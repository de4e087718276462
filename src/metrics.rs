//! Keystroke and speed metrics derived from the session counters.

/// Keystrokes credited to the learner: entries typed minus errors.
pub fn net_keystrokes(typed: i32, errors: i32) -> i32 {
    typed - errors
}

/// All keystrokes performed: entries typed plus errors.
pub fn gross_keystrokes(typed: i32, errors: i32) -> i32 {
    typed + errors
}

/// Net words-per-minute over the elapsed time, clamped at zero. `None`
/// before the first second or the first typed entry, so the display can
/// stay blank instead of showing division artifacts.
pub fn net_wpm(typed: u32, elapsed_seconds: u32, errors: u32) -> Option<u32> {
    if typed == 0 || elapsed_seconds == 0 {
        return None;
    }
    let minutes = elapsed_seconds as f64 / 60.0;
    let wpm = (typed as f64 / 5.0 - errors as f64) / minutes;
    Some(wpm.round().max(0.0) as u32)
}

/// Errors as a percentage of typed entries; `None` when nothing has been
/// typed yet.
pub fn error_percentage(errors: u32, typed: u32) -> Option<f64> {
    if typed == 0 {
        return None;
    }
    Some(errors as f64 / typed as f64 * 100.0)
}

#[cfg(test)]
mod tests {
    use super::*;

    #[test]
    fn net_and_gross_keystrokes() {
        assert_eq!(net_keystrokes(10, 3), 7);
        assert_eq!(gross_keystrokes(10, 3), 13);
        assert_eq!(net_keystrokes(0, 0), 0);
        assert_eq!(gross_keystrokes(0, 0), 0);
    }

    #[test]
    fn net_can_go_negative_when_errors_dominate() {
        assert_eq!(net_keystrokes(2, 5), -3);
    }

    #[test]
    fn wpm_undefined_before_first_second_or_entry() {
        assert_eq!(net_wpm(0, 10, 0), None);
        assert_eq!(net_wpm(10, 0, 0), None);
        assert_eq!(net_wpm(0, 0, 0), None);
    }

    #[test]
    fn wpm_basic_rate() {
        // 300 entries in 60s with no errors: 60 words/minute
        assert_eq!(net_wpm(300, 60, 0), Some(60));
        // 25 entries in 60s: 5 words/minute
        assert_eq!(net_wpm(25, 60, 0), Some(5));
    }

    #[test]
    fn wpm_subtracts_one_word_per_error() {
        assert_eq!(net_wpm(300, 60, 10), Some(50));
    }

    #[test]
    fn wpm_clamps_at_zero() {
        // More error-words than typed words
        assert_eq!(net_wpm(10, 60, 50), Some(0));
    }

    #[test]
    fn wpm_scales_with_elapsed_time() {
        // 50 entries in 30s = 10 words in half a minute = 20 wpm
        assert_eq!(net_wpm(50, 30, 0), Some(20));
    }

    #[test]
    fn wpm_rounds_to_nearest() {
        // 13 entries in 60s = 2.6 wpm -> 3
        assert_eq!(net_wpm(13, 60, 0), Some(3));
        // 12 entries in 60s = 2.4 wpm -> 2
        assert_eq!(net_wpm(12, 60, 0), Some(2));
    }

    #[test]
    fn error_percentage_blank_without_typed_entries() {
        assert_eq!(error_percentage(0, 0), None);
        assert_eq!(error_percentage(5, 0), None);
    }

    #[test]
    fn error_percentage_of_typed() {
        assert_eq!(error_percentage(1, 4), Some(25.0));
        assert_eq!(error_percentage(0, 4), Some(0.0));
        // Errors don't advance the cursor, so the ratio can exceed 100%
        assert_eq!(error_percentage(6, 4), Some(150.0));
    }
}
::::
== Work to be completed ==
Give back the entire listing, line for line, exactly as it stands.

== Task result ==
repository de4e087718276462
filename src/metrics.rs
//! Keystroke and speed metrics derived from the session counters.

/// Keystrokes credited to the learner: entries typed minus errors.
pub fn net_keystrokes(typed: i32, errors: i32) -> i32 {
    typed - errors
}

/// All keystrokes performed: entries typed plus errors.
pub fn gross_keystrokes(typed: i32, errors: i32) -> i32 {
    typed + errors
}

/// Net words-per-minute over the elapsed time, clamped at zero. `None`
/// before the first second or the first typed entry, so the display can
/// stay blank instead of showing division artifacts.
pub fn net_wpm(typed: u32, elapsed_seconds: u32, errors: u32) -> Option<u32> {
    if typed == 0 || elapsed_seconds == 0 {
        return None;
    }
    let minutes = elapsed_seconds as f64 / 60.0;
    let wpm = (typed as f64 / 5.0 - errors as f64) / minutes;
    Some(wpm.round().max(0.0) as u32)
}

/// Errors as a percentage of typed entries; `None` when nothing has been
/// typed yet.
pub fn error_percentage(errors: u32, typed: u32) -> Option<f64> {
    if typed == 0 {
        return None;
    }
    Some(errors as f64 / typed as f64 * 100.0)
}

#[cfg(test)]
mod tests {
    use super::*;

    #[test]
    fn net_and_gross_keystrokes() {
        assert_eq!(net_keystrokes(10, 3), 7);
        assert_eq!(gross_keystrokes(10, 3), 13);
        assert_eq!(net_keystrokes(0, 0), 0);
        assert_eq!(gross_keystrokes(0, 0), 0);
    }

    #[test]
    fn net_can_go_negative_when_errors_dominate() {
        assert_eq!(net_keystrokes(2, 5), -3);
    }

    #[test]
    fn wpm_undefined_before_first_second_or_entry() {
        assert_eq!(net_wpm(0, 10, 0), None);
        assert_eq!(net_wpm(10, 0, 0), None);
        assert_eq!(net_wpm(0, 0, 0), None);
    }

    #[test]
    fn wpm_basic_rate() {
        // 300 entries in 60s with no errors: 60 words/minute
        assert_eq!(net_wpm(300, 60, 0), Some(60));
        // 25 entries in 60s: 5 words/minute
        assert_eq!(net_wpm(25, 60, 0), Some(5));
    }

    #[test]
    fn wpm_subtracts_one_word_per_error() {
        assert_eq!(net_wpm(300, 60, 10), Some(50));
    }

    #[test]
    fn wpm_clamps_at_zero() {
        // More error-words than typed words
        assert_eq!(net_wpm(10, 60, 50), Some(0));
    }

    #[test]
    fn wpm_scales_with_elapsed_time() {
        // 50 entries in 30s = 10 words in half a minute = 20 wpm
        assert_eq!(net_wpm(50, 30, 0), Some(20));
    }

    #[test]
    fn wpm_rounds_to_nearest() {
        // 13 entries in 60s = 2.6 wpm -> 3
        assert_eq!(net_wpm(13, 60, 0), Some(3));
        // 12 entries in 60s = 2.4 wpm -> 2
        assert_eq!(net_wpm(12, 60, 0), Some(2));
    }

    #[test]
    fn error_percentage_blank_without_typed_entries() {
        assert_eq!(error_percentage(0, 0), None);
        assert_eq!(error_percentage(5, 0), None);
    }

    #[test]
    fn error_percentage_of_typed() {
        assert_eq!(error_percentage(1, 4), Some(25.0));
        assert_eq!(error_percentage(0, 4), Some(0.0));
        // Errors don't advance the cursor, so the ratio can exceed 100%
        assert_eq!(error_percentage(6, 4), Some(150.0));
    }
}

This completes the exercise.